Some people, like Snowden, correctly say systems thinking is not appropriate in all contexts. Fortunately, this course does not consistently deliver a purist’s systems thinking. For example, Tyler’s favored course element was Ashby’s Law of Requisite Variety, a Cybernetic rather than a systems thinking principle. However, it was too important to ignore. I threaded it into the narrative and repeated a similar process several times with other theories. The systems thinking presented here includes a meaningful complex adaptive systems angle alongside or even permeating traditional systems thinking tools, understandings, language, and ideas. I recommend the work of Meadows and Stroh to continue learning a conventional perspective on systems thinking.

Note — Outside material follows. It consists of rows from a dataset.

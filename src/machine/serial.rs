use crate::{
    log::*,
    machine::interrupt::{Interrupt, InterruptController},
    primitives::{Byte, Word},
};


/// T-cycles per byte at the normal 8192 Hz transfer clock.
const TRANSFER_CYCLES: u32 = 4096;

/// The serial port, implemented as a sink.
///
/// There is no link cable peer: every transmitted byte is captured into an
/// output queue (test ROMs report their results this way) and echoed to the
/// `serial` log target once a full line has accumulated. The incoming byte
/// is always `0xFF`, which is exactly what a disconnected cable reads as.
pub(crate) struct SerialPort {
    /// SB (`0xFF01`).
    data: Byte,

    /// SC (`0xFF02`): bit 7 transfer in progress, bit 0 clock select.
    control: Byte,

    /// T-cycles until the running transfer completes.
    countdown: Option<u32>,

    /// Completes transfers on the next tick instead of after the real
    /// 4096 cycle delay.
    immediate: bool,

    /// Every byte ever transmitted, in order.
    output: Vec<u8>,

    /// Bytes of the current, not yet flushed console line.
    line: String,
}

impl SerialPort {
    pub(crate) fn new() -> Self {
        SerialPort {
            data: Byte::zero(),
            control: Byte::new(0x7e),
            countdown: None,
            immediate: false,
            output: Vec::new(),
            line: String::new(),
        }
    }

    /// Loads SB or SC.
    pub(crate) fn load_byte(&self, addr: Word) -> Byte {
        match addr.get() {
            0xff01 => self.data,
            // The unused middle bits read 1.
            0xff02 => self.control.map(|b| b | 0b0111_1110),
            _ => unreachable!("serial register {}", addr),
        }
    }

    /// Writes SB or SC. Setting SC bit 7 together with bit 0 (internal
    /// clock) starts a transfer; without bit 0 there is no peer to drive
    /// the clock, so the transfer never finishes.
    pub(crate) fn store_byte(&mut self, addr: Word, byte: Byte) {
        match addr.get() {
            0xff01 => self.data = byte,
            0xff02 => {
                self.control = byte;
                if byte.bit(7) && byte.bit(0) {
                    self.countdown = Some(if self.immediate { 0 } else { TRANSFER_CYCLES });
                } else {
                    self.countdown = None;
                }
            }
            _ => unreachable!("serial register {}", addr),
        }
    }

    /// Advances a running transfer by the given number of T-cycles.
    pub(crate) fn tick(&mut self, cycles: u32, interrupt_controller: &mut InterruptController) {
        let Some(left) = &mut self.countdown else { return };

        if *left > cycles {
            *left -= cycles;
            return;
        }

        self.countdown = None;
        self.push_output(self.data.get());

        // The shifted-in byte from the nonexistent peer is all ones.
        self.data = Byte::new(0xff);
        self.control &= Byte::new(0x7f);
        interrupt_controller.request(Interrupt::Serial);
    }

    /// Completes future transfers without the 4096 cycle delay. Handy for
    /// hosts that just want console output as fast as possible.
    pub(crate) fn set_immediate(&mut self, immediate: bool) {
        self.immediate = immediate;
    }

    /// All bytes transmitted so far.
    pub(crate) fn output(&self) -> &[u8] {
        &self.output
    }

    /// Hands out the transmitted bytes and clears the queue.
    pub(crate) fn take_output(&mut self) -> Vec<u8> {
        std::mem::take(&mut self.output)
    }

    fn push_output(&mut self, byte: u8) {
        self.output.push(byte);

        // Console convention: NUL, LF and CR all terminate a line.
        match byte {
            0x00 | 0x0a | 0x0d => self.flush_line(),
            _ => self.line.push(byte as char),
        }
    }

    fn flush_line(&mut self) {
        if !self.line.is_empty() {
            info!(target: "serial", "{}", self.line);
            self.line.clear();
        }
    }
}


#[cfg(test)]
mod test {
    use super::*;

    fn transmit(serial: &mut SerialPort, ic: &mut InterruptController, byte: u8) {
        serial.store_byte(Word::new(0xff01), Byte::new(byte));
        serial.store_byte(Word::new(0xff02), Byte::new(0x81));
        serial.tick(TRANSFER_CYCLES, ic);
    }

    #[test]
    fn test_transfer_completion() {
        let mut serial = SerialPort::new();
        let mut ic = InterruptController::new();
        ic.store_if(Byte::zero());

        serial.store_byte(Word::new(0xff01), Byte::new(0x42));
        serial.store_byte(Word::new(0xff02), Byte::new(0x81));

        serial.tick(TRANSFER_CYCLES - 1, &mut ic);
        assert_eq!(serial.load_byte(Word::new(0xff02)), 0xff);
        assert!(ic.load_if().get() & 0b1000 == 0);

        serial.tick(1, &mut ic);
        assert_eq!(serial.load_byte(Word::new(0xff02)), 0x7f);
        assert_eq!(serial.load_byte(Word::new(0xff01)), 0xff);
        assert!(ic.load_if().get() & 0b1000 != 0);
        assert_eq!(serial.output(), &[0x42]);
    }

    #[test]
    fn test_external_clock_never_completes() {
        let mut serial = SerialPort::new();
        let mut ic = InterruptController::new();
        ic.store_if(Byte::zero());

        serial.store_byte(Word::new(0xff01), Byte::new(0x42));
        serial.store_byte(Word::new(0xff02), Byte::new(0x80));
        serial.tick(TRANSFER_CYCLES * 4, &mut ic);

        assert_eq!(serial.load_byte(Word::new(0xff02)), 0xff);
        assert!(serial.output().is_empty());
    }

    #[test]
    fn test_take_output() {
        let mut serial = SerialPort::new();
        let mut ic = InterruptController::new();
        ic.store_if(Byte::zero());

        for b in *b"ok\n" {
            transmit(&mut serial, &mut ic, b);
        }

        assert_eq!(serial.take_output(), b"ok\n".to_vec());
        assert!(serial.output().is_empty());
    }
}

In addition to systems thinking in emergency management or homeland security graduate programs, other disciplines are necessary:
Design: Fry, Manzini & Escobar
Biology: Maturana, Varela & Thompson
Philosophy: Heidegger, Nietzsche, & Agamben
Systems: Meadows, Capra, Morin, Cilliers & Waldrop
Emergency management and homeland security are not classical disciplines. They cannot be studied solely from their perspective, like physics or mathematics. Both fields must become multidisciplinary to provide a comprehensive, balanced, and responsible education capable of producing functioning professionals who work as expected and eventually find and develop the next phase of practice. I have been concerned with the gaps in education underlying emergency management, a field with so much responsibility, since co-developing “The Next Generation Core Competencies for Emergency Management Professionals” in 2017. There may be a tendency to lean further into emergency management texts and only study one discipline instead of becoming multidisciplinary. Systems thinking as a narrative and collection of tools will show the value of joining multiple disciplines to create well-rounded and dynamic professionals with a layered understanding of the world.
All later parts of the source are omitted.